3. Le problème de l’investissement

La sidérurgie est l’une des industries financièrement les plus lourdes, sinon la plus lourde après le secteur pétrolier, impliquant des montants considérables et un flux continu d’investissements.

Les raisons de la lourdeur de l’investissement

Il résulte des conditions techniques que l’usine sidérurgique doit être intégrée, incluant une trilogie d’opérations industrielles, chaque groupe d’opérations, fonte, acier, première transformation de l’acier, nécessitant lui-même une gamme très variée d’équipements dont chacun est de prix élevé. En actualisant des prix réels aux coûts 1980, un haut fourneau moyen de 2 000 tonnes par jour de capacité coûte 80 millions de francs, et il en faut au moins deux dans un ensemble sidérurgique; encore faut-il y ajouter toutes sortes d’autres installations indispensables à l’activité même du four: skip de chargement des matières, ateliers d’agglomération du minerai et parcs de stockage, soufflante, gazomètres, éventuellement centrale thermoélectrique utilisant les gaz de haut fourneau, ce qui porte l’investissement total autour de 300 millions pour le même type de haut fourneau. Même lourdeur en ce qui concerne l’aciérie: un four moyen à oxygène de 100 tonnes nécessite plus de 100 millions, non compris le mélangeur de fonte, le hall de coulée, les ponts de manutention. C’est le laminage qui exige le maximum d’investissement avec ses batteries de fours de réchauffage Pitts, ses laminoirs dégrossisseurs, blooming ou slabbing, et les types très différents de laminoirs finisseurs; suivant leur puissance et la largeur de leur tablier, des laminoirs quarto à tôles fortes exigent un investissement actualisé de 60 à 200 millions.

Bien plus, les innovations techniques récentes, sans lesquelles une usine sidérurgique est déphasée face à la concurrence, imposent des investissements encore plus lourds. Le remplacement des aciéries traditionnelles Thomas et Martin par les fours à l’oxygène est indispensable; on ne peut transformer de vieux fours Thomas. La coulée continue est nécessaire à la diminution du prix de revient, le gain étant de l’ordre de 90 francs par tonne de coil (en 1982 à Solmer); or, une coulée continue exige un investissement de l’ordre de 600 millions de francs. Le coût des laminoirs continus est encore supérieur; l’investissement, actualisé en 1980, du laminoir à chaud de Dunkerque est de l’ordre de 1 200 millions.

Deux autres facteurs alourdissent encore le coût des investissements: l’augmentation importante et récente de la capacité optimum de production portée à 8-10 millions de tonnes par an et la nécessité récente elle aussi d’investissements antipollution qui peuvent atteindre jusqu’à 7 à 10 p. 100 de l’investissement sidérurgique total, et d’investissements d’économies d’énergie; une entreprise de capacité moyenne comme Solmer a investi dans ce domaine de 1977 à 1982 près de 270 millions de francs, dont 80 millions pour la seule récupération de gaz d’aciérie pour le chauffage des cowpers. Enfin, une usine sidérurgique peut s’adjoindre une cokerie, une centrale thermoélectrique, une cimenterie utilisant les laitiers.

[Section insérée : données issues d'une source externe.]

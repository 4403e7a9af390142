use std::future::Future;
use std::sync::Arc;
use std::time::Duration;
use tokio::sync::watch;
use tokio::task::JoinHandle;
use tokio::time::MissedTickBehavior;

#[derive(Debug, Clone, Copy)]
struct LinkState {
    online: bool,
    /// Bumped on every offline -> online flip so observers that miss an
    /// intermediate value still see the reconnect.
    reconnects: u64,
}

/// Tracks whether the API is reachable. Host signals are pushed in through
/// [`ConnectivityMonitor::set_online`]; [`ConnectivityMonitor::spawn_probe`]
/// polls a health endpoint when no such signal exists.
#[derive(Clone)]
pub struct ConnectivityMonitor {
    state: Arc<watch::Sender<LinkState>>,
}

impl ConnectivityMonitor {
    pub fn new(initially_online: bool) -> Self {
        let (sender, _) = watch::channel(LinkState {
            online: initially_online,
            reconnects: 0,
        });
        Self {
            state: Arc::new(sender),
        }
    }

    pub fn is_online(&self) -> bool {
        self.state.borrow().online
    }

    pub fn set_online(&self, online: bool) {
        let changed = self.state.send_if_modified(|state| {
            if state.online == online {
                return false;
            }
            state.online = online;
            if online {
                state.reconnects += 1;
            }
            true
        });

        if changed {
            if online {
                tracing::info!("connectivity restored");
            } else {
                tracing::warn!("connectivity lost");
            }
        }
    }

    /// A save failed because the API could not be reached.
    pub fn report_offline(&self) {
        self.set_online(false);
    }

    /// Runs `callback` once per offline -> online transition. Each invocation
    /// is spawned on its own task so a failing callback cannot stop the
    /// watcher. Abort the returned handle to unregister.
    pub fn on_reconnect<F, Fut>(&self, callback: F) -> JoinHandle<()>
    where
        F: Fn() -> Fut + Send + Sync + 'static,
        Fut: Future<Output = ()> + Send + 'static,
    {
        let mut receiver = self.state.subscribe();
        let mut seen = receiver.borrow_and_update().reconnects;
        tokio::spawn(async move {
            while receiver.changed().await.is_ok() {
                let current = receiver.borrow_and_update().reconnects;
                if current == seen {
                    continue;
                }
                seen = current;

                let task = tokio::spawn(callback());
                tokio::spawn(async move {
                    if let Err(err) = task.await {
                        tracing::error!(error = %err, "reconnect callback failed");
                    }
                });
            }
        })
    }

    pub fn spawn_probe(
        &self,
        client: reqwest::Client,
        url: String,
        interval: Duration,
    ) -> JoinHandle<()> {
        let monitor = self.clone();
        tokio::spawn(async move {
            let mut ticker = tokio::time::interval(interval);
            ticker.set_missed_tick_behavior(MissedTickBehavior::Delay);
            loop {
                ticker.tick().await;
                let online = probe_once(&client, &url).await;
                monitor.set_online(online);
            }
        })
    }
}

pub async fn probe_once(client: &reqwest::Client, url: &str) -> bool {
    match client.get(url).send().await {
        Ok(response) => response.status().is_success(),
        Err(err) => {
            tracing::debug!(url = url, error = %err, "connectivity probe failed");
            false
        }
    }
}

Les caractères de l’investissement en sidérurgie

On comprend dans ces conditions l’importance très élevée de l’investissement: on a pu naguère calculer que, pour porter la production mondiale d’acier de 600 millions de tonnes en 1970 à 900 millions de tonnes en 1980 – prévision que la récession depuis 1974 a rendue caduque – il faudrait investir globalement environ 200 millions de dollars (mines et moyens de transport compris). La sidérurgie française, qui n’occupe que le septième rang mondial, a dû mobiliser en 35 ans, de 1946 à 1981, quelque 165 milliards de francs actualisés 1981, l’ensemble des pays de la C.E.C.A., depuis 1954, près de 25 milliards de dollars. Une usine moyenne comme Solmer à Fos, d’une capacité de 3,5 millions de tonnes d’acier, a nécessité 7 milliards de francs, et l’investissement actualisé d’Usinor à Dunkerque dépasse 10 milliards.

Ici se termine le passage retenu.